I would like to combine the model/feature coefficients from multiple (random) test-train splits into a single dataframe in python.
Currently, my approach this is to generate model coefficients for each test-train split one at a time and then combining them at the end of the code.
While this works, this is excessively verbose and not feasible to extend to very large number of test-train splits.
Can somebody simplify my approach with a simple for loop perhaps? My inelegant, excessively verbose, code follows below:
from sklearn import datasets
from sklearn.linear_model import LogisticRegression
from sklearn.model_selection import train_test_split
####Instantiate logistic regression objects
log = LogisticRegression(class_weight='balanced', random_state = 1)
#### import some data
iris = datasets.load_iris()
X = pd.DataFrame(iris.data[:100, :], columns = ["sepal_length", "sepal_width", "petal_length", "petal_width"])
y = iris.target[:100,]
#####test_train split #1
train_x, test_x, train_y, test_y = train_test_split(X,y, stratify=y, test_size=0.3, random_state=11)

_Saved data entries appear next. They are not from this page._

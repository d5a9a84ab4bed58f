use async_trait::async_trait;
use serde::{Deserialize, Serialize};

use crate::domain::{
    DomainError, FinishReason, LlmProvider, LlmRequest, LlmResponse, Message, Usage,
};
use crate::infrastructure::http_client::HttpClientTrait;

/// Chat completions over the OpenAI wire format. Ollama serves the same
/// endpoint under `/v1`, so this covers local models too.
#[derive(Debug)]
pub struct OpenAiProvider<C: HttpClientTrait> {
    client: C,
    auth_header: Option<String>,
    base_url: String,
}

impl<C: HttpClientTrait> OpenAiProvider<C> {
    /// `api_key` may be empty for servers without authentication
    pub fn new(client: C, base_url: impl Into<String>, api_key: Option<&str>) -> Self {
        let auth_header = api_key
            .filter(|k| !k.is_empty())
            .map(|k| format!("Bearer {}", k));
        let base_url = base_url.into().trim_end_matches('/').to_string();

        Self {
            client,
            auth_header,
            base_url,
        }
    }

    fn chat_completions_url(&self) -> String {
        format!("{}/v1/chat/completions", self.base_url)
    }

    fn headers(&self) -> Vec<(&str, &str)> {
        let mut headers = vec![("Content-Type", "application/json")];
        if let Some(ref auth) = self.auth_header {
            headers.push(("Authorization", auth.as_str()));
        }
        headers
    }

    fn build_request(&self, model: &str, request: &LlmRequest) -> serde_json::Value {
        let messages: Vec<OpenAiMessage> = request
            .messages
            .iter()
            .map(|m| OpenAiMessage {
                role: m.role.as_str(),
                content: &m.content,
            })
            .collect();

        let mut body = serde_json::json!({
            "model": model,
            "messages": messages,
            "stream": false,
        });

        if let Some(temp) = request.temperature {
            body["temperature"] = serde_json::json!(temp);
        }

        if let Some(max_tokens) = request.max_tokens {
            body["max_tokens"] = serde_json::json!(max_tokens);
        }

        body
    }

    fn parse_response(&self, json: serde_json::Value) -> Result<LlmResponse, DomainError> {
        let response: OpenAiResponse = serde_json::from_value(json).map_err(|e| {
            DomainError::provider("openai", format!("Failed to parse response: {}", e))
        })?;

        let choice = response
            .choices
            .into_iter()
            .next()
            .ok_or_else(|| DomainError::provider("openai", "No choices in response"))?;

        let message = Message::assistant(choice.message.content.unwrap_or_default());
        let mut llm_response = LlmResponse::new(response.id, response.model, message);

        if let Some(reason) = choice.finish_reason {
            llm_response = llm_response.with_finish_reason(FinishReason::parse(&reason));
        }

        if let Some(usage) = response.usage {
            llm_response =
                llm_response.with_usage(Usage::new(usage.prompt_tokens, usage.completion_tokens));
        }

        Ok(llm_response)
    }
}

#[async_trait]
impl<C: HttpClientTrait> LlmProvider for OpenAiProvider<C> {
    async fn chat(&self, model: &str, request: LlmRequest) -> Result<LlmResponse, DomainError> {
        let body = self.build_request(model, &request);
        let response = self
            .client
            .post_json(&self.chat_completions_url(), self.headers(), &body)
            .await?;

        self.parse_response(response)
    }

    fn provider_name(&self) -> &'static str {
        "openai"
    }
}

#[derive(Debug, Serialize)]
struct OpenAiMessage<'a> {
    role: &'a str,
    content: &'a str,
}

#[derive(Debug, Deserialize)]
struct OpenAiResponse {
    #[serde(default)]
    id: String,
    model: String,
    choices: Vec<OpenAiChoice>,
    usage: Option<OpenAiUsage>,
}

#[derive(Debug, Deserialize)]
struct OpenAiChoice {
    message: OpenAiResponseMessage,
    finish_reason: Option<String>,
}

#[derive(Debug, Deserialize)]
struct OpenAiResponseMessage {
    content: Option<String>,
}

#[derive(Debug, Deserialize)]
struct OpenAiUsage {
    prompt_tokens: u32,
    completion_tokens: u32,
}

#[cfg(test)]
mod tests {
    use super::*;
    use crate::infrastructure::http_client::mock::MockHttpClient;

    const TEST_URL: &str = "http://localhost:11434/v1/chat/completions";

    fn completion(content: &str) -> serde_json::Value {
        serde_json::json!({
            "id": "chatcmpl-123",
            "model": "llama3",
            "choices": [{
                "message": { "role": "assistant", "content": content },
                "finish_reason": "stop"
            }],
            "usage": { "prompt_tokens": 120, "completion_tokens": 18, "total_tokens": 138 }
        })
    }

    #[tokio::test]
    async fn test_chat() {
        let client = MockHttpClient::new()
            .with_response(TEST_URL, completion("Based on the provided context: Redis."));
        let provider = OpenAiProvider::new(client, "http://localhost:11434/", None);

        let request = LlmRequest::builder().user("PROMPT").temperature(0.0).build();
        let response = provider.chat("llama3", request).await.unwrap();

        assert_eq!(response.id, "chatcmpl-123");
        assert_eq!(response.content(), "Based on the provided context: Redis.");
        assert_eq!(response.finish_reason, Some(FinishReason::Stop));
        assert_eq!(response.usage.unwrap().total_tokens, 138);
    }

    #[tokio::test]
    async fn test_request_body() {
        let client = MockHttpClient::new().with_response(TEST_URL, completion("ok"));
        let provider = OpenAiProvider::new(client, "http://localhost:11434", Some("key"));

        let request = LlmRequest::builder().user("PROMPT").temperature(0.0).build();
        provider.chat("llama3", request).await.unwrap();

        let bodies = provider.client.posted_bodies();
        assert_eq!(bodies.len(), 1);
        let (url, body) = &bodies[0];
        assert_eq!(url, TEST_URL);
        assert_eq!(body["model"], "llama3");
        assert_eq!(body["stream"], false);
        assert_eq!(body["temperature"], 0.0);
        assert_eq!(body["messages"][0]["role"], "user");
        assert_eq!(body["messages"][0]["content"], "PROMPT");
        assert!(body.get("max_tokens").is_none());
    }

    #[tokio::test]
    async fn test_error_handling() {
        let client = MockHttpClient::new().with_error(TEST_URL, "model not found");
        let provider = OpenAiProvider::new(client, "http://localhost:11434", None);

        let result = provider.chat("llama3", LlmRequest::builder().user("x").build()).await;
        assert!(result.is_err());
    }

    #[tokio::test]
    async fn test_no_choices() {
        let client = MockHttpClient::new().with_response(
            TEST_URL,
            serde_json::json!({ "id": "x", "model": "llama3", "choices": [] }),
        );
        let provider = OpenAiProvider::new(client, "http://localhost:11434", None);

        let err = provider
            .chat("llama3", LlmRequest::builder().user("x").build())
            .await
            .unwrap_err();
        assert!(err.to_string().contains("No choices"));
    }
}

log.fit(train_x, train_y) #fit final model
pred_y = log.predict(test_x) #store final model predictions
probs_y = log.predict_proba(test_x) #final model class probabilities
coeff_final1 = pd.concat([pd.DataFrame(X.columns),pd.DataFrame(np.transpose(log.coef_))], axis = 1)
coeff_final1.columns=("features", "coefficients_1")
######test_train split #2
train_x, test_x, train_y, test_y = train_test_split(X,y, stratify=y, test_size=0.3, random_state=444)
log.fit(train_x, train_y) #fit final model
pred_y = log.predict(test_x) #store final model predictions
probs_y = log.predict_proba(test_x) #final model class probabilities
coeff_final2 = pd.concat([pd.DataFrame(X.columns),pd.DataFrame(np.transpose(log.coef_))], axis = 1)
coeff_final2.columns=("features", "coefficients_2")
#####test_train split #3
train_x, test_x, train_y, test_y = train_test_split(X,y, stratify=y, test_size=0.3, random_state=21)
log.fit(train_x, train_y) #fit final model
pred_y = log.predict(test_x) #store final model predictions
probs_y = log.predict_proba(test_x) #final model class probabilities
coeff_final3 = pd.concat([pd.DataFrame(X.columns),pd.DataFrame(np.transpose(log.coef_))], axis = 1)
coeff_final3.columns=("features", "coefficients_3")
#####test_train split #4
train_x, test_x, train_y, test_y = train_test_split(X,y, stratify=y, test_size=0.3, random_state=109)
log.fit(train_x, train_y) #fit final model
pred_y = log.predict(test_x) #store final model predictions
probs_y = log.predict_proba(test_x) #final model class probabilities
coeff_final4 = pd.concat([pd.DataFrame(X.columns),pd.DataFrame(np.transpose(log.coef_))], axis = 1)
coeff_final4.columns=("features", "coefficients_4")
#####test_train split #5
train_x, test_x, train_y, test_y = train_test_split(X,y, stratify=y, test_size=0.3, random_state=1900)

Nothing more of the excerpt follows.